Ephesians 2:12-13 (KJV) 12 That at that time ye were without Christ, being aliens from the commonwealth of Israel, and strangers from the covenants of promise, having no hope, and without God in the world: 13 But now in Christ Jesus ye who sometimes were far off are made nigh by the blood of Christ.
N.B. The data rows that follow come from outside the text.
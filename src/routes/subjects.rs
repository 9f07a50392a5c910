use actix_web::{HttpRequest, HttpResponse, Result as ActixResult, web};
use once_cell::sync::Lazy;

use crate::middlewares;
use crate::models::courses::requests::CreateCourseRequest;
use crate::services::SubjectService;
use crate::utils::SafeSubjectId;

// 懒加载的全局 SUBJECT_SERVICE 实例
static SUBJECT_SERVICE: Lazy<SubjectService> = Lazy::new(SubjectService::new_lazy);

// HTTP处理程序
pub async fn list_subjects(req: HttpRequest) -> ActixResult<HttpResponse> {
    SUBJECT_SERVICE.list_subjects(&req).await
}

pub async fn create_subject(
    req: HttpRequest,
    course_data: web::Json<CreateCourseRequest>,
) -> ActixResult<HttpResponse> {
    SUBJECT_SERVICE
        .create_subject(&req, course_data.into_inner())
        .await
}

pub async fn get_subject(req: HttpRequest, subject_id: SafeSubjectId) -> ActixResult<HttpResponse> {
    SUBJECT_SERVICE.get_subject(&req, subject_id.0).await
}

// 配置路由
pub fn configure_subjects_routes(cfg: &mut web::ServiceConfig) {
    cfg.service(
        web::scope("/api/v1/subjects")
            .wrap(middlewares::RequireSession)
            .service(
                web::resource("")
                    .route(web::get().to(list_subjects))
                    .route(
                        web::post()
                            .to(create_subject)
                            .wrap(middlewares::RequireRole::admin()),
                    ),
            )
            // 数字 ID 为 LMS 课程，UUID 为自定义课程
            .service(web::resource("/{subject_id}").route(web::get().to(get_subject))),
    );
}
//! 预导入模块，方便使用

pub use super::custom_courses::{
    ActiveModel as CustomCourseActiveModel, Entity as CustomCourses, Model as CustomCourseModel,
};
pub use super::custom_materials::{
    ActiveModel as CustomMaterialActiveModel, Entity as CustomMaterials,
    Model as CustomMaterialModel,
};
pub use super::custom_topics::{
    ActiveModel as CustomTopicActiveModel, Entity as CustomTopics, Model as CustomTopicModel,
};
pub use super::tasks::{ActiveModel as TaskActiveModel, Entity as Tasks, Model as TaskModel};
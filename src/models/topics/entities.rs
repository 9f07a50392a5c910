use serde::{Deserialize, Serialize};
use ts_rs::TS;

use crate::models::subjects::TopicCategory;

#[derive(Debug, Clone, PartialEq, Serialize, Deserialize, TS)]
#[ts(export, export_to = "../frontend/src/types/generated/topic.ts")]
pub struct CustomTopic {
    pub id: String,
    // 所属课程：自定义课程 UUID 或 LMS 课程 ID，不做引用约束
    pub course_id: String,
    pub title: String,
    pub schedule: Option<String>,
    pub category: Option<TopicCategory>,
    // 在课程内的排序位置
    pub position: i32,
    pub created_at: chrono::DateTime<chrono::Utc>,
    pub updated_at: chrono::DateTime<chrono::Utc>,
}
Boaz - “Fleetness, Strength” The man was very influential man in the land of Bethlehem. Boaz was a very wealthy man, possibly a man of the law. The idea here is that Boaz immediately became attracted to this stranger that was gleaning barely in his fields. This is a grand picture of how Jesus loves those of us that are foreigners and strangers, deserving to die and go to a sinner’s hell. The righteous Boaz actually died to pay my price and purchase my liberty.